Directions » Gather every line from the entries below that includes "receiving".

Extracted material »
----

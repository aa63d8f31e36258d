//! Stream registry — pairs push-endpoint arrivals with RPC stream parameters.
//!
//! Each stream id owns one handoff channel. The push handler sends every
//! HEAD/POST arrival into it via [`StreamRegistry::deliver`]; the RPC
//! parameter decoder claims the receiving end exactly once via
//! [`StreamRegistry::accept`], which waits for the first arrival and turns
//! it into a [`StreamReceiver`]. Whichever side shows up first creates the
//! slot. The slot is removed when the receiver built from it is dropped.

use std::collections::HashMap;
use std::sync::{Arc, Mutex, MutexGuard, Weak};
use std::time::Duration;

use tokio::sync::mpsc;
use tracing::debug;
use uuid::Uuid;

use crate::error::{StreamError, StreamResult};
use crate::receiver::{Handoff, StreamReceiver};

/// Handoffs buffered per stream before `deliver` has to wait.
const HANDOFF_QUEUE: usize = 1;

type Slots = Arc<Mutex<HashMap<Uuid, Slot>>>;

struct Slot {
    tx: mpsc::Sender<Handoff>,
    rx: Option<mpsc::Receiver<Handoff>>,
}

impl Slot {
    fn new() -> Self {
        let (tx, rx) = mpsc::channel(HANDOFF_QUEUE);
        Self { tx, rx: Some(rx) }
    }
}

/// Thread-safe map of stream id → handoff channel.
#[derive(Clone, Default)]
pub struct StreamRegistry {
    slots: Slots,
}

impl StreamRegistry {
    pub fn new() -> Self {
        Self::default()
    }

    fn slots(&self) -> MutexGuard<'_, HashMap<Uuid, Slot>> {
        self.slots.lock().expect("stream registry lock")
    }

    /// Hand an arrival to whoever claims `id`.
    ///
    /// Completes once a receiver has taken the handoff, not merely once it
    /// is queued. Fails after `wait` if nobody takes it.
    pub async fn deliver(&self, id: Uuid, mut handoff: Handoff, wait: Duration) -> StreamResult<()> {
        let tx = self.slots().entry(id).or_insert_with(Slot::new).tx.clone();
        let taken = handoff.notify_on_take();
        let has_body = handoff.has_body();

        let delivery = async {
            tx.send(handoff)
                .await
                .map_err(|_| StreamError::HandoffRejected(id))?;
            taken.await.map_err(|_| StreamError::HandoffRejected(id))
        };

        let result = match tokio::time::timeout(wait, delivery).await {
            Ok(result) => result,
            Err(_) => Err(StreamError::HandoffTimeout(id)),
        };
        if result.is_err() {
            self.drop_unclaimed(id);
            return result;
        }

        debug!(stream_id = %id, has_body, "handoff taken");
        Ok(())
    }

    /// Forget a slot nobody ever claimed, discarding anything queued in it.
    fn drop_unclaimed(&self, id: Uuid) {
        let mut slots = self.slots();
        if slots.get(&id).is_some_and(|slot| slot.rx.is_some()) {
            slots.remove(&id);
        }
    }

    /// Claim the receiving end of `id`'s channel. At most once per id.
    fn claim(&self, id: Uuid) -> Option<(mpsc::Receiver<Handoff>, SlotGuard)> {
        let rx = self.slots().entry(id).or_insert_with(Slot::new).rx.take()?;
        let guard = SlotGuard {
            slots: Arc::downgrade(&self.slots),
            id,
        };
        Some((rx, guard))
    }

    /// Claim `id` and wait up to `wait` for its first arrival.
    pub async fn accept(&self, id: Uuid, wait: Duration) -> StreamResult<StreamReceiver> {
        let (mut handoffs, guard) = self.claim(id).ok_or(StreamError::AlreadyClaimed(id))?;

        match tokio::time::timeout(wait, handoffs.recv()).await {
            Ok(Some(first)) => {
                debug!(stream_id = %id, has_body = first.has_body(), "stream accepted");
                Ok(StreamReceiver::from_parts(Some(id), first, handoffs, Some(guard)))
            }
            Ok(None) => Err(StreamError::HandoffClosed(id)),
            Err(_) => Err(StreamError::HandoffTimeout(id)),
        }
    }

    /// Number of live stream slots.
    pub fn len(&self) -> usize {
        self.slots().len()
    }

    pub fn is_empty(&self) -> bool {
        self.slots().is_empty()
    }
}

/// Removes a claimed slot from the registry when dropped.
pub(crate) struct SlotGuard {
    slots: Weak<Mutex<HashMap<Uuid, Slot>>>,
    id: Uuid,
}

impl Drop for SlotGuard {
    fn drop(&mut self) {
        if let Some(slots) = self.slots.upgrade() {
            if let Ok(mut slots) = slots.lock() {
                slots.remove(&self.id);
            }
        }
    }
}
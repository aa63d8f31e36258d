//! HTTP exchanges with a push endpoint.
//!
//! [`PushTransport`] is the seam between the [`DeliveryAgent`](crate::DeliveryAgent)
//! and the network. [`HyperTransport`] is the production implementation; it
//! never follows redirects on its own, since the agent has to see each 302.

use std::future::Future;
use std::io;

use bytes::Bytes;
use futures_util::TryStreamExt;
use http::header::{AUTHORIZATION, CONTENT_TYPE, LOCATION};
use http::{Method, Request, StatusCode};
use http_body_util::combinators::UnsyncBoxBody;
use http_body_util::{BodyExt, Empty, StreamBody};
use hyper::body::{Frame, Incoming};
use hyper_util::client::legacy::Client;
use hyper_util::client::legacy::connect::HttpConnector;
use hyper_util::rt::TokioExecutor;
use tokio_util::io::ReaderStream;
use tracing::debug;
use url::Url;

use crate::error::TransportResult;
use crate::receiver::ByteBody;

const OCTET_STREAM: &str = "application/octet-stream";

/// Status, redirect target and body text of a push endpoint response.
#[derive(Debug, Clone, PartialEq, Eq)]
pub struct PushResponse {
    pub status: StatusCode,
    pub location: Option<String>,
    pub message: String,
}

impl PushResponse {
    pub fn new(status: StatusCode) -> Self {
        Self {
            status,
            location: None,
            message: String::new(),
        }
    }

    pub fn redirect(location: impl Into<String>) -> Self {
        Self {
            status: StatusCode::FOUND,
            location: Some(location.into()),
            message: String::new(),
        }
    }
}

/// Sends probes and stream bodies to push endpoints.
pub trait PushTransport: Send + Sync + 'static {
    /// Zero-body HEAD asking whether `url` is ready for the stream.
    fn probe(&self, url: &Url) -> impl Future<Output = TransportResult<PushResponse>> + Send;

    /// POST the whole stream to `url`.
    fn push(
        &self,
        url: &Url,
        body: ByteBody,
    ) -> impl Future<Output = TransportResult<PushResponse>> + Send;
}

type PushBody = UnsyncBoxBody<Bytes, io::Error>;

/// hyper-based [`PushTransport`] over plain HTTP/1.
#[derive(Clone)]
pub struct HyperTransport {
    client: Client<HttpConnector, PushBody>,
    bearer: Option<String>,
}

impl HyperTransport {
    pub fn new() -> Self {
        let client = Client::builder(TokioExecutor::new()).build_http();
        Self {
            client,
            bearer: None,
        }
    }

    /// Send `Authorization: Bearer <token>` with every request.
    pub fn with_bearer(mut self, token: impl Into<String>) -> Self {
        self.bearer = Some(token.into());
        self
    }

    async fn send(&self, method: Method, url: &Url, body: PushBody) -> TransportResult<PushResponse> {
        let mut builder = Request::builder()
            .method(method.clone())
            .uri(url.as_str())
            .header(CONTENT_TYPE, OCTET_STREAM);
        if let Some(token) = &self.bearer {
            builder = builder.header(AUTHORIZATION, format!("Bearer {token}"));
        }
        let req = builder.body(body)?;

        let resp = self.client.request(req).await?;
        let status = resp.status();
        let location = resp
            .headers()
            .get(LOCATION)
            .and_then(|v| v.to_str().ok())
            .map(str::to_string);
        debug!(%method, %url, %status, "push endpoint answered");

        let message = if status.is_success() || status.is_redirection() {
            String::new()
        } else {
            read_message(resp.into_body()).await?
        };

        Ok(PushResponse {
            status,
            location,
            message,
        })
    }
}

impl Default for HyperTransport {
    fn default() -> Self {
        Self::new()
    }
}

impl PushTransport for HyperTransport {
    async fn probe(&self, url: &Url) -> TransportResult<PushResponse> {
        let body = Empty::<Bytes>::new()
            .map_err(|never| match never {})
            .boxed_unsync();
        self.send(Method::HEAD, url, body).await
    }

    async fn push(&self, url: &Url, body: ByteBody) -> TransportResult<PushResponse> {
        let frames = ReaderStream::new(body).map_ok(Frame::data);
        self.send(Method::POST, url, StreamBody::new(frames).boxed_unsync())
            .await
    }
}

async fn read_message(body: Incoming) -> TransportResult<String> {
    let bytes = body.collect().await?.to_bytes();
    Ok(String::from_utf8_lossy(&bytes).trim().to_string())
}
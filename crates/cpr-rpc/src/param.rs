//! Typed RPC parameters and the stream encoding hook.

use serde_json::Value;
use tracing::debug;

use cpr_stream::{
    Delivery, PushTransport, StreamArg, StreamDescriptor, StreamEncoder, StreamResult,
};

use crate::error::{RpcError, RpcResult};

/// One positional parameter of an outgoing or decoded call.
#[derive(Debug)]
pub enum Param {
    Value(Value),
    Stream(StreamArg),
}

impl From<Value> for Param {
    fn from(value: Value) -> Self {
        Self::Value(value)
    }
}

impl From<StreamArg> for Param {
    fn from(arg: StreamArg) -> Self {
        Self::Stream(arg)
    }
}

/// Replaces a stream argument with the descriptor that goes on the wire.
///
/// Delivery, if any, keeps running after this returns.
pub trait ParamEncoder: Send + Sync {
    fn encode_stream(&self, arg: StreamArg) -> StreamResult<StreamDescriptor>;
}

impl<T: PushTransport> ParamEncoder for StreamEncoder<T> {
    fn encode_stream(&self, arg: StreamArg) -> StreamResult<StreamDescriptor> {
        let encoded = self.encode(arg)?;
        // Agents run detached and log their own failures.
        if let Delivery::Redirected(url) = &encoded.delivery {
            debug!(%url, "stream parameter redirected");
        }
        Ok(encoded.descriptor)
    }
}

/// Serialize `params`, encoding stream arguments with `encoder`.
pub fn encode_params(
    params: Vec<Param>,
    encoder: Option<&dyn ParamEncoder>,
) -> RpcResult<Vec<Value>> {
    params
        .into_iter()
        .map(|param| match param {
            Param::Value(value) => Ok(value),
            Param::Stream(arg) => {
                let encoder = encoder.ok_or(RpcError::NoStreamEncoder)?;
                let descriptor = encoder.encode_stream(arg)?;
                Ok(serde_json::to_value(descriptor)?)
            }
        })
        .collect()
}

#[cfg(test)]
mod tests {
    use super::*;
    use std::sync::Mutex;

    use serde_json::json;
    use uuid::Uuid;

    /// Records what it was asked to encode and answers with fixed ids.
    struct FixedEncoder {
        seen: Mutex<Vec<String>>,
    }

    impl ParamEncoder for FixedEncoder {
        fn encode_stream(&self, arg: StreamArg) -> StreamResult<StreamDescriptor> {
            self.seen.lock().unwrap().push(format!("{arg:?}"));
            Ok(match arg {
                StreamArg::Null(r) => StreamDescriptor::no_data(r.len()),
                _ => StreamDescriptor::push(Uuid::nil()),
            })
        }
    }

    #[test]
    fn plain_values_pass_through() {
        let out = encode_params(vec![json!(1).into(), json!({"a": "b"}).into()], None).unwrap();
        assert_eq!(out, vec![json!(1), json!({"a": "b"})]);
    }

    #[test]
    fn stream_without_encoder_fails() {
        let err = encode_params(vec![StreamArg::null(3).into()], None).unwrap_err();
        assert!(matches!(err, RpcError::NoStreamEncoder));
    }

    #[test]
    fn streams_become_descriptors_in_place() {
        let encoder = FixedEncoder {
            seen: Mutex::new(Vec::new()),
        };
        let out = encode_params(
            vec![
                json!("before").into(),
                StreamArg::null(42).into(),
                StreamArg::reader(std::io::Cursor::new(b"x".to_vec())).into(),
            ],
            Some(&encoder),
        )
        .unwrap();

        assert_eq!(
            out,
            vec![
                json!("before"),
                json!({"Type": "null", "Info": "42"}),
                json!({"Type": "push", "Info": Uuid::nil().to_string()}),
            ]
        );
        assert_eq!(encoder.seen.lock().unwrap().len(), 2);
    }
}
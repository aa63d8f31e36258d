//! JSON-RPC 2.0 request and response envelopes.

use serde::{Deserialize, Serialize};
use serde_json::Value;

pub const JSONRPC_VERSION: &str = "2.0";

pub const PARSE_ERROR: i64 = -32700;
pub const INVALID_REQUEST: i64 = -32600;
pub const INVALID_PARAMS: i64 = -32602;
pub const INTERNAL_ERROR: i64 = -32603;

#[derive(Debug, Clone, PartialEq, Serialize, Deserialize)]
pub struct RpcRequest {
    pub jsonrpc: String,
    pub method: String,
    #[serde(default)]
    pub params: Vec<Value>,
    #[serde(default, skip_serializing_if = "Option::is_none")]
    pub id: Option<Value>,
}

impl RpcRequest {
    pub fn new(method: impl Into<String>, params: Vec<Value>, id: Value) -> Self {
        Self {
            jsonrpc: JSONRPC_VERSION.to_string(),
            method: method.into(),
            params,
            id: Some(id),
        }
    }
}

#[derive(Debug, Clone, PartialEq, Serialize, Deserialize)]
pub struct RpcErrorObject {
    pub code: i64,
    pub message: String,
    #[serde(default, skip_serializing_if = "Option::is_none")]
    pub data: Option<Value>,
}

#[derive(Debug, Clone, PartialEq, Serialize, Deserialize)]
pub struct RpcResponse {
    pub jsonrpc: String,
    #[serde(default, skip_serializing_if = "Option::is_none")]
    pub result: Option<Value>,
    #[serde(default, skip_serializing_if = "Option::is_none")]
    pub error: Option<RpcErrorObject>,
    #[serde(default)]
    pub id: Value,
}

impl RpcResponse {
    pub fn result(id: Value, result: Value) -> Self {
        Self {
            jsonrpc: JSONRPC_VERSION.to_string(),
            result: Some(result),
            error: None,
            id,
        }
    }

    pub fn error(id: Value, code: i64, message: impl Into<String>) -> Self {
        Self {
            jsonrpc: JSONRPC_VERSION.to_string(),
            result: None,
            error: Some(RpcErrorObject {
                code,
                message: message.into(),
                data: None,
            }),
            id,
        }
    }
}
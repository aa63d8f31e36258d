//! Delivery agent — pushes one stream argument to its destination.
//!
//! Protocol, per stream:
//!
//! 1. HEAD the destination.
//! 2. `302 Found` → follow `Location` and probe again, as often as needed.
//! 3. `204 No Content` → the destination closed before needing data; stop.
//! 4. Any other non-200 → stop and report.
//! 5. `200 OK` → POST the bytes to the last resolved URL.
//!
//! The agent owns the stream body and drops it on every exit path. Nothing
//! is retried apart from following redirects.

use std::sync::Arc;

use http::StatusCode;
use tokio::task::JoinHandle;
use tracing::{debug, info, warn};
use url::Url;

use crate::error::{StreamError, StreamResult};
use crate::receiver::ByteBody;
use crate::transport::PushTransport;

/// How a delivery ended, when it did not fail.
#[derive(Debug, Clone, PartialEq, Eq)]
pub enum DeliveryOutcome {
    /// The bytes were accepted at `url`.
    Delivered { url: Url },
    /// The destination at `url` answered 204; no bytes were sent.
    NotNeeded { url: Url },
}

/// Delivers one stream to a push endpoint.
pub struct DeliveryAgent<T> {
    transport: Arc<T>,
    url: Url,
    body: ByteBody,
}

impl<T: PushTransport> DeliveryAgent<T> {
    pub fn new(transport: Arc<T>, url: Url, body: ByteBody) -> Self {
        Self {
            transport,
            url,
            body,
        }
    }

    /// Run the agent as a background task. Failures are logged.
    pub fn spawn(self) -> JoinHandle<StreamResult<DeliveryOutcome>> {
        tokio::spawn(async move {
            let start = self.url.clone();
            let result = self.run().await;
            match &result {
                Ok(DeliveryOutcome::Delivered { url }) => {
                    debug!(%start, %url, "stream delivered");
                }
                Ok(DeliveryOutcome::NotNeeded { url }) => {
                    debug!(%start, %url, "stream not needed by destination");
                }
                Err(e) => warn!(%start, error = %e, "sending stream param failed"),
            }
            result
        })
    }

    /// Probe, follow redirects, then push.
    pub async fn run(self) -> StreamResult<DeliveryOutcome> {
        let Self {
            transport,
            mut url,
            body,
        } = self;

        loop {
            let resp = transport.probe(&url).await?;
            match resp.status {
                StatusCode::FOUND => {
                    let location = resp.location.ok_or_else(|| StreamError::MissingLocation {
                        url: url.to_string(),
                    })?;
                    let next = url.join(&location).map_err(|source| StreamError::InvalidLocation {
                        location: location.clone(),
                        source,
                    })?;
                    info!(from = %url, to = %next, "stream redirected");
                    url = next;
                }
                StatusCode::NO_CONTENT => return Ok(DeliveryOutcome::NotNeeded { url }),
                StatusCode::OK => break,
                status => {
                    return Err(StreamError::PushRejected {
                        url: url.to_string(),
                        status: status.as_u16(),
                        message: resp.message,
                    });
                }
            }
        }

        let resp = transport.push(&url, body).await?;
        if resp.status != StatusCode::OK {
            return Err(StreamError::PushRejected {
                url: url.to_string(),
                status: resp.status.as_u16(),
                message: resp.message,
            });
        }

        Ok(DeliveryOutcome::Delivered { url })
    }
}
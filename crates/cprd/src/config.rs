//! Command line and environment configuration.

use std::net::SocketAddr;
use std::time::Duration;

use anyhow::Context;
use clap::Parser;

const DEFAULT_API: &str = "127.0.0.1:2345";
const DEFAULT_PORT: u16 = 33111;

/// Variable names read by older deployments, consulted when neither the
/// flag nor its `CPR_*` variable is set.
const LEGACY_API: &str = "LOTUS_CPR_API";
const LEGACY_API_TOKEN: &str = "LOTUS_CPR_API_TOKEN";
const LEGACY_LISTEN: &str = "LOTUS_CPR_LISTEN";

#[derive(Parser, Debug)]
#[command(name = "cprd", about = "cpr JSON-RPC gateway daemon")]
pub struct Cli {
    /// Upstream node API address (`host:port` or a full RPC URL) [default: 127.0.0.1:2345].
    #[arg(long, env = "CPR_API")]
    pub api: Option<String>,

    /// Bearer token presented to the upstream node.
    #[arg(long, env = "CPR_API_TOKEN", hide_env_values = true)]
    pub api_token: Option<String>,

    /// Address the gateway listens on [default: 0.0.0.0:33111].
    #[arg(long, env = "CPR_LISTEN")]
    pub listen: Option<SocketAddr>,

    /// Seconds to wait for a stream handoff before giving up.
    #[arg(long, env = "CPR_HANDOFF_TIMEOUT", default_value = "30")]
    pub handoff_timeout: u64,
}

/// Resolved gateway configuration.
#[derive(Debug, Clone, PartialEq, Eq)]
pub struct ProxyConfig {
    pub upstream_rpc: String,
    pub token: String,
    pub listen: SocketAddr,
    pub handoff_timeout: Duration,
}

impl ProxyConfig {
    /// Fill gaps in `cli` from the legacy variables returned by `legacy`,
    /// then from defaults. The token has no default.
    pub fn resolve(cli: Cli, legacy: impl Fn(&str) -> Option<String>) -> anyhow::Result<Self> {
        let api = cli
            .api
            .or_else(|| legacy(LEGACY_API))
            .unwrap_or_else(|| DEFAULT_API.to_string());
        let upstream_rpc = if api.contains("://") {
            api
        } else {
            format!("http://{api}/rpc/v0")
        };

        let token = cli.api_token.or_else(|| legacy(LEGACY_API_TOKEN)).with_context(|| {
            format!("no upstream token: pass --api-token or set CPR_API_TOKEN or {LEGACY_API_TOKEN}")
        })?;

        let listen = match (cli.listen, legacy(LEGACY_LISTEN)) {
            (Some(addr), _) => addr,
            (None, Some(raw)) => {
                parse_listen(&raw).with_context(|| format!("invalid {LEGACY_LISTEN} {raw:?}"))?
            }
            (None, None) => SocketAddr::from(([0, 0, 0, 0], DEFAULT_PORT)),
        };

        Ok(Self {
            upstream_rpc,
            token,
            listen,
            handoff_timeout: Duration::from_secs(cli.handoff_timeout),
        })
    }
}

/// Accepts `host:port` and the bare `:port` form, which binds all interfaces.
fn parse_listen(raw: &str) -> Result<SocketAddr, std::net::AddrParseError> {
    match raw.strip_prefix(':') {
        Some(port) => format!("0.0.0.0:{port}").parse(),
        None => raw.parse(),
    }
}
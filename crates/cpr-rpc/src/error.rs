//! RPC error types.

use thiserror::Error;

#[derive(Debug, Error)]
pub enum RpcError {
    #[error("invalid rpc endpoint {endpoint}: {source}")]
    InvalidEndpoint {
        endpoint: String,
        #[source]
        source: url::ParseError,
    },

    #[error("invalid params: {0}")]
    InvalidParams(String),

    #[error("stream parameter without a registered encoder")]
    NoStreamEncoder,

    #[error("stream error: {0}")]
    Stream(#[from] cpr_stream::StreamError),

    #[error("json error: {0}")]
    Json(#[from] serde_json::Error),

    #[error("building request: {0}")]
    Request(#[from] http::Error),

    #[error("sending request: {0}")]
    Client(#[from] hyper_util::client::legacy::Error),

    #[error("reading response: {0}")]
    Body(#[from] hyper::Error),

    #[error("upstream answered {status}: '{message}'")]
    Status { status: u16, message: String },
}

pub type RpcResult<T> = Result<T, RpcError>;
use std::fmt;

#[derive(Debug, Clone, Copy, PartialEq, Eq)]
pub enum FeedbackErrorKind {
    Signing,
    Transport,
    HttpStatus,
    Internal,
}

#[derive(Debug, Clone, PartialEq, Eq)]
pub struct FeedbackError {
    pub kind: FeedbackErrorKind,
    pub message: String,
    pub http_status: Option<u16>,
}

impl FeedbackError {
    pub fn new(kind: FeedbackErrorKind, message: impl Into<String>) -> Self {
        Self {
            kind,
            message: message.into(),
            http_status: None,
        }
    }

    pub fn with_http_status(mut self, status: u16) -> Self {
        self.http_status = Some(status);
        self
    }
}

impl fmt::Display for FeedbackError {
    fn fmt(&self, f: &mut fmt::Formatter<'_>) -> fmt::Result {
        match self.http_status {
            Some(status) => write!(f, "{} (status={})", self.message, status),
            None => write!(f, "{}", self.message),
        }
    }
}

impl std::error::Error for FeedbackError {}

pub fn signing_failed(message: impl Into<String>) -> FeedbackError {
    FeedbackError::new(FeedbackErrorKind::Signing, message)
}

pub fn transport_failed(message: impl Into<String>) -> FeedbackError {
    FeedbackError::new(FeedbackErrorKind::Transport, message)
}

pub fn internal_error(message: impl Into<String>) -> FeedbackError {
    FeedbackError::new(FeedbackErrorKind::Internal, message)
}

/// Maps a non-success response, keeping a bounded slice of the body.
pub fn map_http_status(status: u16, body: &str) -> FeedbackError {
    let normalized_body = body.chars().take(240).collect::<String>();
    let message = if normalized_body.is_empty() {
        format!("feedback endpoint returned status {status}")
    } else {
        format!("feedback endpoint returned status {status}: {normalized_body}")
    };
    FeedbackError::new(FeedbackErrorKind::HttpStatus, message).with_http_status(status)
}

----

Exercise result »
//! parameter decoder claims the receiving end exactly once via
    /// Claim the receiving end of `id`'s channel. At most once per id.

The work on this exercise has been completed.